Go through the material and copy every line in which "Some" appears.

========

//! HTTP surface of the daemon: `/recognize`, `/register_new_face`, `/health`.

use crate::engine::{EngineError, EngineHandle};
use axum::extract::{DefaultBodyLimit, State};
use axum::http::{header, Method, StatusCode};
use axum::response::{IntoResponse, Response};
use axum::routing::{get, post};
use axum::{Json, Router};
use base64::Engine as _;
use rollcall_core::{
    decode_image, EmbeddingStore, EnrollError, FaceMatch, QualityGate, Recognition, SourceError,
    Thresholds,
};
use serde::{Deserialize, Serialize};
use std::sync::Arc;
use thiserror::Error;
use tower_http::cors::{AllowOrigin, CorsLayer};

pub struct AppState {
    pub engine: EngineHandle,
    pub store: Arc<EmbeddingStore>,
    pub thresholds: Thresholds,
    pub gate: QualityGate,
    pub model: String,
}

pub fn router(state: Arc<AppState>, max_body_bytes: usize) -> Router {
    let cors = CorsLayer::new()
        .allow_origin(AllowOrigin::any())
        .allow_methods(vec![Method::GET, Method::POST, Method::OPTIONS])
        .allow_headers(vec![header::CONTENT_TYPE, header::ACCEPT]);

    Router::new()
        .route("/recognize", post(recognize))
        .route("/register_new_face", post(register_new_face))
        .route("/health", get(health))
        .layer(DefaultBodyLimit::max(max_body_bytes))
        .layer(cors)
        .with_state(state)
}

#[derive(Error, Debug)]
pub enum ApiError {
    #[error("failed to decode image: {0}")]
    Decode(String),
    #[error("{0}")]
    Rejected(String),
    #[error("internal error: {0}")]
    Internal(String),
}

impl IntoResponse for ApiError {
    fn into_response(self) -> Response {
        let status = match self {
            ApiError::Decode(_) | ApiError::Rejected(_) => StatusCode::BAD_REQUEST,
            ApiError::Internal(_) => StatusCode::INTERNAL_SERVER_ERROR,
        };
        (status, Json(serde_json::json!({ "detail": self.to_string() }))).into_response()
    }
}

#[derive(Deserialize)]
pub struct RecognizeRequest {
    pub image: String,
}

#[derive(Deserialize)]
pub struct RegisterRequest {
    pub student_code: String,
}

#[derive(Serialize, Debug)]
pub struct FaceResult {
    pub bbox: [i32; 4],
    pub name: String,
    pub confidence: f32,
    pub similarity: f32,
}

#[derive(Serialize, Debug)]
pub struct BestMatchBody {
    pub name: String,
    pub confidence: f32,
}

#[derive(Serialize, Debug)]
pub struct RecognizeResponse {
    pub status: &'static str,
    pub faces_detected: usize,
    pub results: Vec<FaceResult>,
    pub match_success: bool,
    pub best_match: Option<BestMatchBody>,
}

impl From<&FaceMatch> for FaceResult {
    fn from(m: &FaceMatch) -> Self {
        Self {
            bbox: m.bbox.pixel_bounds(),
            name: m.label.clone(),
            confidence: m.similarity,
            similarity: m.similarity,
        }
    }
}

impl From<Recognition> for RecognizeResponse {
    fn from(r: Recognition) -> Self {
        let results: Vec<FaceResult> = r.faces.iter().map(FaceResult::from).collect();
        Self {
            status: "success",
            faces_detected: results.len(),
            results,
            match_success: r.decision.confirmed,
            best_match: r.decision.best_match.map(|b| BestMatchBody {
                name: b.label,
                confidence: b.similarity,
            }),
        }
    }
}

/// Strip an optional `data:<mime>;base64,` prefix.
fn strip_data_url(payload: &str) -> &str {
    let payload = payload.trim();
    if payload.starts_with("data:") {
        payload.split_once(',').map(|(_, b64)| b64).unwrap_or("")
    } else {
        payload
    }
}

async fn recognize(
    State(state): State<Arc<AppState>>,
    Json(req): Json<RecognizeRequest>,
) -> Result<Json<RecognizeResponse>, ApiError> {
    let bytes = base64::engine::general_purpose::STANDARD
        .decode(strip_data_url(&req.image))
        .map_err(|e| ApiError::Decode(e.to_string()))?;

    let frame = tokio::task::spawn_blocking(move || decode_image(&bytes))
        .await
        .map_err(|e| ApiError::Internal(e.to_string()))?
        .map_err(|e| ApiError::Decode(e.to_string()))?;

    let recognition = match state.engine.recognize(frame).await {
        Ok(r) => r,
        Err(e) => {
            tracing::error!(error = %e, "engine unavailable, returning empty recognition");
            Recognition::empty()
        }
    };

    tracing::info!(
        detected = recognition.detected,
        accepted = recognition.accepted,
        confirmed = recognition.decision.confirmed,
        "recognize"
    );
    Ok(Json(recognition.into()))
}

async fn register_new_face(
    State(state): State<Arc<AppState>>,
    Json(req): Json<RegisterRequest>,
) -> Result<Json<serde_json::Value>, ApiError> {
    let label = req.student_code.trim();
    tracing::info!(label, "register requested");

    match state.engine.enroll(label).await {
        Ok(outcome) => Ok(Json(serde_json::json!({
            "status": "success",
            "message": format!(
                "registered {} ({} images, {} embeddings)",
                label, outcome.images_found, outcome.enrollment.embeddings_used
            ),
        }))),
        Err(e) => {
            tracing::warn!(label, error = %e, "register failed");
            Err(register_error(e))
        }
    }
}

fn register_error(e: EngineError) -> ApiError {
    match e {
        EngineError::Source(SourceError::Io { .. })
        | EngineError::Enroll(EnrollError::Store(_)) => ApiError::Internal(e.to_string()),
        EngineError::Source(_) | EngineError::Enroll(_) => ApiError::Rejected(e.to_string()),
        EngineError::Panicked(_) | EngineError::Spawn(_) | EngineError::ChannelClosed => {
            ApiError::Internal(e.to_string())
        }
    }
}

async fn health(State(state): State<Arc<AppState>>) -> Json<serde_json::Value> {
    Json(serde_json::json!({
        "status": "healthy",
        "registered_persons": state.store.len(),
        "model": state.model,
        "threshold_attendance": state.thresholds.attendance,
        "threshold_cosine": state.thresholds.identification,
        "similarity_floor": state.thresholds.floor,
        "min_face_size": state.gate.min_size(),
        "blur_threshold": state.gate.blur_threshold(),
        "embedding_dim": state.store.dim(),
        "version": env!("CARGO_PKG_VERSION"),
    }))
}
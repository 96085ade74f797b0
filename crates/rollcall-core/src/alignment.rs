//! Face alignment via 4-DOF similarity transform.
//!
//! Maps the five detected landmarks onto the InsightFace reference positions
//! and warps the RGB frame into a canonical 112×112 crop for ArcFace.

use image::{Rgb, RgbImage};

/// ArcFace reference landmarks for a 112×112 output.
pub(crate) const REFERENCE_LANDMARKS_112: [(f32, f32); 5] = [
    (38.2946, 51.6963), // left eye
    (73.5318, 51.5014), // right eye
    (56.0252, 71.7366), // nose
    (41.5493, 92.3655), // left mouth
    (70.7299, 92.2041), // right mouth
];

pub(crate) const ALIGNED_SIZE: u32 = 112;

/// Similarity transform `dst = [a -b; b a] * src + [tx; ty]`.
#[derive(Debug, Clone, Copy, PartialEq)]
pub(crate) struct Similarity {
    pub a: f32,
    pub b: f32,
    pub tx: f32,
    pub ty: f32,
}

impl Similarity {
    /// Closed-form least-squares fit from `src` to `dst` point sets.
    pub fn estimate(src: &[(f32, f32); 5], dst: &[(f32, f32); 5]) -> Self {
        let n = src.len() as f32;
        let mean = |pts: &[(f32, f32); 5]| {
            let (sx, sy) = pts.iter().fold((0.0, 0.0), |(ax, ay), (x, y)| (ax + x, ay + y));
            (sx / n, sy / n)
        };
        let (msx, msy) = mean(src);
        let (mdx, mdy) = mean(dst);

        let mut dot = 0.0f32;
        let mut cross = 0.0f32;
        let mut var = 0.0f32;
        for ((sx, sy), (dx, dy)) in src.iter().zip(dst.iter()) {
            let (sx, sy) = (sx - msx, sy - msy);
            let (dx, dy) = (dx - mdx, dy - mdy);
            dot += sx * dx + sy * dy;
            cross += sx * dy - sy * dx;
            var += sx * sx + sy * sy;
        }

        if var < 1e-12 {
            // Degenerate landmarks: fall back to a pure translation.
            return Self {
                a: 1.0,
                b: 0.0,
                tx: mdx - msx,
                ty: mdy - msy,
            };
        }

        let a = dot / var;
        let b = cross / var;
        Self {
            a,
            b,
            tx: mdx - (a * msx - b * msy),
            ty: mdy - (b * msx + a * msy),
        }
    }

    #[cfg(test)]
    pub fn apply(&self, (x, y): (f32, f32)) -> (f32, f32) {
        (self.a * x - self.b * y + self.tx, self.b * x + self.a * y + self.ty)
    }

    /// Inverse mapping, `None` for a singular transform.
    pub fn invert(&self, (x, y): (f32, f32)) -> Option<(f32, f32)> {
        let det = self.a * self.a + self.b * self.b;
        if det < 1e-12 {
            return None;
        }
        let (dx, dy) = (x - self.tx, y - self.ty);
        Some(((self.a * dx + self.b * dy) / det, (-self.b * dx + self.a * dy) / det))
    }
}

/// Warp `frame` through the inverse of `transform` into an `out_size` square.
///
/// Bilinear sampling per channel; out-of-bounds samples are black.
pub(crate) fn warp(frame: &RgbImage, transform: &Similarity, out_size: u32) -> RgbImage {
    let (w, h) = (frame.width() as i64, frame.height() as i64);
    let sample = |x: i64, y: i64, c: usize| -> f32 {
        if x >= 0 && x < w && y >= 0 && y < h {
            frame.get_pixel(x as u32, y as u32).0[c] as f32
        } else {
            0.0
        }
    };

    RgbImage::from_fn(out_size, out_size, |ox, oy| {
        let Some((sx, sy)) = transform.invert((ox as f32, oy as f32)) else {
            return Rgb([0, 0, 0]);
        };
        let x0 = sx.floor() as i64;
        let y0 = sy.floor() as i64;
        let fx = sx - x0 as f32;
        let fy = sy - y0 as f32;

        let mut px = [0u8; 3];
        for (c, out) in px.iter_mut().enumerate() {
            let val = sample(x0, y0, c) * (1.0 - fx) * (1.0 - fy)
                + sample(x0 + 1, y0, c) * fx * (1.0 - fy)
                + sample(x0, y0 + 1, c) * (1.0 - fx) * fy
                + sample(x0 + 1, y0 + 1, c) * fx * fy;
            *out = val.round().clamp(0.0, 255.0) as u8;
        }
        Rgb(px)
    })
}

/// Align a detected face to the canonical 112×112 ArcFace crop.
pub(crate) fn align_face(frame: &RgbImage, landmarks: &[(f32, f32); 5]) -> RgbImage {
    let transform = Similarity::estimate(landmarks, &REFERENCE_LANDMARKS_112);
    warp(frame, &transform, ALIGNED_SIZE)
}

========

# Task solution:
        Some(((self.a * dx + self.b * dy) / det, (-self.b * dx + self.a * dy) / det))
        let Some((sx, sy)) = transform.invert((ox as f32, oy as f32)) else {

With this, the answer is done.